Il faut à cet égard rappeler que la politique commerciale commune est, en vertu de l’article 3 du Traité sur le fonctionnement de l’Union européenne (TFUE), l’une des cinq compétences exclusives de l’UE, jumelle de l’union douanière. Dit avec des mots simples : la politique commerciale est l’un des très rares domaines dans lesquels l’UE est forte. Attaquer la politique commerciale, c’est par conséquent attaquer le cœur de la construction européenne.
La France, comme les autres États membres, délivre un mandat à la Commission pour négocier, et ratifie (ou non) l’accord finalement trouvé. Elle a donc bien son mot à dire
Écartons ici l’idée qu’au motif que la France a renoncé depuis 1957 à une politique nationale, elle n’aurait pas à exprimer son point de vue, au moins sur le plan institutionnel. La France, comme les autres États membres, délivre un mandat à la Commission pour négocier, et ratifie (ou non) l’accord finalement trouvé. Elle a donc bien son mot à dire. Mais en aucun cas elle ne décide plus seule.

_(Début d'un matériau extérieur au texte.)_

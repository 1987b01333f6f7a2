//! Runs a single job's work: iterates its input files, invokes the
//! operation handler per file, updates the job record, and honors
//! cooperative cancellation.

use std::path::PathBuf;
use std::sync::atomic::Ordering;
use std::sync::Arc;

use chrono::Utc;
use pdfbatch_core::{JobId, JobStatus, OperationOutcome, OperationRegistry};
use tracing::{info, warn};

use crate::store::JobStore;

/// Invoked after each file's outcome has been recorded, with `(id,
/// percent_complete, outcome)`. Runs after the store's lock has been
/// released, never while holding it. Any panic inside the callback is
/// caught and dropped, matching the "callback exceptions are caught and
/// dropped" propagation policy.
pub type ProgressCallback = Arc<dyn Fn(JobId, f64, &OperationOutcome) + Send + Sync>;

/// Job-independent settings that shape how a single job's executor runs.
#[derive(Clone)]
pub struct ExecutorConfig {
    /// If true, the first failing file immediately fails the whole job and
    /// remaining files are left unprocessed. Default is false
    /// (continue-on-error).
    pub stop_on_error: bool,
    pub progress_callback: Option<ProgressCallback>,
}

impl Default for ExecutorConfig {
    fn default() -> Self {
        ExecutorConfig {
            stop_on_error: false,
            progress_callback: None,
        }
    }
}

/// Runs `id`'s job to completion (or cancellation). Intended to be spawned
/// onto a [`crate::pool::WorkerPool`] as a single queued task; never spawns
/// its own worker thread, so exactly one executor runs per job at a time.
pub(crate) async fn run_job(
    store: Arc<JobStore>,
    registry: Arc<OperationRegistry>,
    config: ExecutorConfig,
    id: JobId,
) {
    let Ok((operation, files, params, cancel_signal)) = store.peek(id, |record| {
        (
            record.operation.clone(),
            record.files.clone(),
            record.params.clone(),
            record.cancel_signal.clone(),
        )
    }) else {
        warn!(job_id = %id, "executor started for a job that no longer exists");
        return;
    };

    let _ = store.mutate(id, |record| {
        record.status = JobStatus::Running;
        record.started_at = Some(Utc::now());
    });
    info!(job_id = %id, operation = %operation, total_files = files.len(), "job started");

    let handler = match registry.lookup(&operation) {
        Ok(handler) => handler,
        Err(_) => {
            let _ = store.mutate(id, |record| {
                record.status = JobStatus::Failed;
                record.completed_at = Some(Utc::now());
                record.failed_files += 1;
                record
                    .results
                    .push(OperationOutcome::synthetic_failure(format!(
                        "unknown operation '{operation}'"
                    )));
            });
            warn!(job_id = %id, operation = %operation, "job failed: unknown operation");
            return;
        }
    };

    let total = files.len();
    for (index, file) in files.into_iter().enumerate() {
        if cancel_signal.load(Ordering::Acquire) {
            finish_as_cancelled(&store, id);
            return;
        }

        let outcome = invoke_handler(&handler, file, &params).await;
        let success = outcome.success;
        let callback_outcome = config.progress_callback.as_ref().map(|_| outcome.clone());

        let mutated = store.mutate(id, |record| {
            record.results.push(outcome);
            if success {
                record.processed_files += 1;
            } else {
                record.failed_files += 1;
            }
        });
        if mutated.is_err() {
            warn!(job_id = %id, "job record disappeared mid-execution");
            return;
        }

        if let (Some(callback), Some(outcome)) = (&config.progress_callback, &callback_outcome) {
            let percent = (index + 1) as f64 / total as f64 * 100.0;
            let callback = Arc::clone(callback);
            let id = id;
            let outcome = outcome.clone();
            let _ = std::panic::catch_unwind(std::panic::AssertUnwindSafe(|| {
                callback(id, percent, &outcome);
            }));
        }

        if config.stop_on_error && !success {
            let _ = store.mutate(id, |record| {
                record.status = JobStatus::Failed;
                record.completed_at = Some(Utc::now());
            });
            warn!(job_id = %id, file_index = index, "job failed: stop_on_error after failing file");
            return;
        }
    }

    let _ = store.mutate(id, |record| {
        record.status = JobStatus::Completed;
        record.completed_at = Some(Utc::now());
    });
    info!(job_id = %id, "job completed");
}

async fn invoke_handler(
    handler: &pdfbatch_core::OperationHandler,
    file: PathBuf,
    params: &pdfbatch_core::OperationParams,
) -> OperationOutcome {
    let handler = Arc::clone(handler);
    let params = params.clone();
    tokio::task::spawn_blocking(move || handler(&file, &params))
        .await
        .unwrap_or_else(|join_err| {
            OperationOutcome::synthetic_failure(format!("handler task panicked: {join_err}"))
        })
}

fn finish_as_cancelled(store: &JobStore, id: JobId) {
    let _ = store.mutate(id, |record| {
        if !record.status.is_terminal() {
            record.status = JobStatus::Cancelled;
            record.completed_at = Some(Utc::now());
        }
    });
    info!(job_id = %id, "job cancelled at file boundary");
}
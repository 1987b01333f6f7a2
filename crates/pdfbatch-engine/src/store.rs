//! Thread-safe job record storage.
//!
//! A single coarse-grained lock guards the whole map and every record it
//! contains. `mutate` is the only channel for structured updates so the
//! invariants on [`JobRecord`] can be checked inside the critical section;
//! contention on a per-job basis is negligible next to the cost of a file
//! operation, so a fine-grained scheme is not worth its complexity.

use std::collections::HashMap;
use std::sync::Mutex;

use pdfbatch_core::{BatchError, JobId, JobRecord, JobSnapshot};

/// Owns every [`JobRecord`] the engine currently tracks.
#[derive(Default)]
pub struct JobStore {
    records: Mutex<HashMap<JobId, JobRecord>>,
}

impl JobStore {
    pub fn new() -> Self {
        JobStore::default()
    }

    /// Inserts a freshly created record. Panics (via the mutex poison path)
    /// only on a prior panic elsewhere while the lock was held, matching the
    /// engine's "store corruption is a system error" stance.
    pub fn insert(&self, record: JobRecord) {
        let mut guard = self.records.lock().expect("job store lock poisoned");
        guard.insert(record.id, record);
    }

    /// Returns a deep-copied snapshot of the record, decoupled from further
    /// mutation.
    pub fn get_snapshot(&self, id: JobId) -> Result<JobSnapshot, BatchError> {
        let guard = self.records.lock().expect("job store lock poisoned");
        guard
            .get(&id)
            .map(JobRecord::snapshot)
            .ok_or_else(|| BatchError::NotFound(format!("no job with id {id}")))
    }

    /// Runs `f` with exclusive mutable access to the record identified by
    /// `id`, under the store's lock, returning whatever `f` returns. This is
    /// the only way callers are allowed to change a record's fields.
    pub fn mutate<R>(
        &self,
        id: JobId,
        f: impl FnOnce(&mut JobRecord) -> R,
    ) -> Result<R, BatchError> {
        let mut guard = self.records.lock().expect("job store lock poisoned");
        let record = guard
            .get_mut(&id)
            .ok_or_else(|| BatchError::NotFound(format!("no job with id {id}")))?;
        Ok(f(record))
    }

    /// Runs `f` with shared (read-only) access to the record, returning
    /// whatever `f` returns. Used to read internal fields (e.g. `files`,
    /// `params`) that are not part of the public [`JobSnapshot`].
    pub fn peek<R>(&self, id: JobId, f: impl FnOnce(&JobRecord) -> R) -> Result<R, BatchError> {
        let guard = self.records.lock().expect("job store lock poisoned");
        let record = guard
            .get(&id)
            .ok_or_else(|| BatchError::NotFound(format!("no job with id {id}")))?;
        Ok(f(record))
    }

    /// Removes and returns a record's final snapshot, if present.
    pub fn remove(&self, id: JobId) -> Option<JobSnapshot> {
        let mut guard = self.records.lock().expect("job store lock poisoned");
        guard.remove(&id).map(|record| record.snapshot())
    }

    /// Lists every tracked job id. No particular order is guaranteed.
    pub fn list_ids(&self) -> Vec<JobId> {
        let guard = self.records.lock().expect("job store lock poisoned");
        guard.keys().copied().collect()
    }

    /// Removes every record whose predicate returns true, returning their
    /// final snapshots. Used by the janitor sweep.
    pub fn remove_matching(&self, mut predicate: impl FnMut(&JobRecord) -> bool) -> Vec<JobSnapshot> {
        let mut guard = self.records.lock().expect("job store lock poisoned");
        let matching: Vec<JobId> = guard
            .iter()
            .filter(|(_, record)| predicate(record))
            .map(|(id, _)| *id)
            .collect();
        matching
            .into_iter()
            .filter_map(|id| guard.remove(&id).map(|record| record.snapshot()))
            .collect()
    }
}
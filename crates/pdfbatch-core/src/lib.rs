#![forbid(unsafe_code)]
#![deny(unreachable_pub)]

//! Shared data model, error taxonomy, operation registry, and config
//! persistence for the PDF batch job orchestration engine.

pub mod config_store;
pub mod error;
pub mod model;
pub mod registry;

pub use config_store::{ConfigEntry, ConfigStore};
pub use error::{BatchError, BatchResult};
pub use model::{JobId, JobRecord, JobSnapshot, JobStatus, OperationOutcome, OperationParams};
pub use registry::{OperationHandler, OperationRegistry, KNOWN_OPERATIONS};
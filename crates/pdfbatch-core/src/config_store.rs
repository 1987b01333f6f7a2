//! Persists named parameter presets to `<temp_dir>/batch_configs/<name>.json`.
//!
//! Writes are atomic (write a `.json.tmp` sibling, then rename over the
//! final path) so readers never observe a half-written file.

use std::path::{Path, PathBuf};

use chrono::{DateTime, Utc};
use serde::{Deserialize, Serialize};

use crate::error::BatchError;
use crate::model::{JobId, OperationParams};

/// The on-disk shape of a saved configuration.
#[derive(Debug, Clone, Serialize, Deserialize)]
pub struct ConfigEntry {
    pub name: String,
    pub operation: String,
    pub parameters: OperationParams,
    pub created_at: DateTime<Utc>,
    pub source_job_id: JobId,
}

/// Thread-safe, last-writer-wins persistence of [`ConfigEntry`] records.
pub struct ConfigStore {
    dir: PathBuf,
}

impl ConfigStore {
    /// Creates a store rooted at `<temp_dir>/batch_configs`, creating the
    /// directory if it does not yet exist.
    pub fn new(temp_dir: impl Into<PathBuf>) -> std::io::Result<Self> {
        let dir = temp_dir.into().join("batch_configs");
        std::fs::create_dir_all(&dir)?;
        Ok(ConfigStore { dir })
    }

    fn entry_path(&self, name: &str) -> PathBuf {
        self.dir.join(format!("{name}.json"))
    }

    /// Persists `entry` under its own name, overwriting any prior entry of
    /// the same name.
    pub fn save(&self, entry: &ConfigEntry) -> Result<(), BatchError> {
        let path = self.entry_path(&entry.name);
        let json = serde_json::to_string_pretty(entry).map_err(BatchError::system)?;
        let tmp = path.with_extension("json.tmp");
        std::fs::write(&tmp, json).map_err(BatchError::system)?;
        std::fs::rename(&tmp, &path).map_err(BatchError::system)?;
        Ok(())
    }

    /// Loads the entry named `name`. A missing file is `not-found`; a file
    /// that fails to parse (e.g. torn write, disk corruption) is logged and
    /// also treated as `not-found` rather than propagating a parse error.
    pub fn load(&self, name: &str) -> Result<ConfigEntry, BatchError> {
        let path = self.entry_path(name);
        let raw = match std::fs::read_to_string(&path) {
            Ok(raw) => raw,
            Err(err) if err.kind() == std::io::ErrorKind::NotFound => {
                return Err(BatchError::NotFound(format!("no saved config named '{name}'")));
            }
            Err(err) => return Err(BatchError::system(err)),
        };

        match serde_json::from_str(&raw) {
            Ok(entry) => Ok(entry),
            Err(err) => {
                tracing::warn!(config_name = %name, error = %err, "skipping unreadable config file");
                Err(BatchError::NotFound(format!("no saved config named '{name}'")))
            }
        }
    }

    /// The directory configs are persisted under, for diagnostics/tests.
    pub fn dir(&self) -> &Path {
        &self.dir
    }
}

#[cfg(test)]
mod tests {
    use super::*;

    fn sample_entry(name: &str) -> ConfigEntry {
        ConfigEntry {
            name: name.to_string(),
            operation: "compress".to_string(),
            parameters: OperationParams::new(),
            created_at: Utc::now(),
            source_job_id: JobId::new(),
        }
    }

    #[test]
    fn save_then_load_roundtrips() {
        let dir = tempfile::tempdir().unwrap();
        let store = ConfigStore::new(dir.path()).unwrap();
        let entry = sample_entry("nightly-compress");
        store.save(&entry).unwrap();

        let loaded = store.load("nightly-compress").unwrap();
        assert_eq!(loaded.operation, "compress");
        assert_eq!(loaded.source_job_id, entry.source_job_id);
    }

    #[test]
    fn load_missing_name_is_not_found() {
        let dir = tempfile::tempdir().unwrap();
        let store = ConfigStore::new(dir.path()).unwrap();
        assert!(matches!(store.load("nope"), Err(BatchError::NotFound(_))));
    }

    #[test]
    fn save_overwrites_prior_entry_with_same_name() {
        let dir = tempfile::tempdir().unwrap();
        let store = ConfigStore::new(dir.path()).unwrap();
        store.save(&sample_entry("preset")).unwrap();
        let mut second = sample_entry("preset");
        second.operation = "ocr".to_string();
        store.save(&second).unwrap();

        let loaded = store.load("preset").unwrap();
        assert_eq!(loaded.operation, "ocr");
    }

    #[test]
    fn corrupt_file_is_treated_as_not_found() {
        let dir = tempfile::tempdir().unwrap();
        let store = ConfigStore::new(dir.path()).unwrap();
        std::fs::write(store.dir().join("broken.json"), b"not json").unwrap();
        assert!(matches!(store.load("broken"), Err(BatchError::NotFound(_))));
    }
}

Sur le plan politique, en revanche, la situation est moins à l’avantage des dirigeants français. Ces derniers critiquent vertement Ursula von der Leyen. Ils n’ont pas tort. Le fond et la forme de l’accord du 28 juillet accréditent le mot de soumission. Mais qui s’est enorgueilli d’avoir fait nommer en 2019 – et renommer en 2024 – Ursula von der Leyen à la tête de la Commission, qui a depuis multiplié les mauvaises grâces à l’égard de la France, notamment par le brutal limogeage du commissaire Thierry Breton ? Au premier chef, Emmanuel Macron. Il y a pire. Ursula von der Leyen, fidèle à un exercice du pouvoir vertical contraire à l’esprit de la Commission, a mené la négociation en laissant de côté le commissaire au commerce Sefkovic et la Direction générale du commerce de Sabine Weyand. L’esprit de responsabilité, devant un tel fiasco, a-t-il poussé quiconque à présenter sa démission ? Si la France est muette sur ce point, est-ce parce qu’elle sait que ni le Conseil de l’UE ni le parlement européen ne la suivraient ?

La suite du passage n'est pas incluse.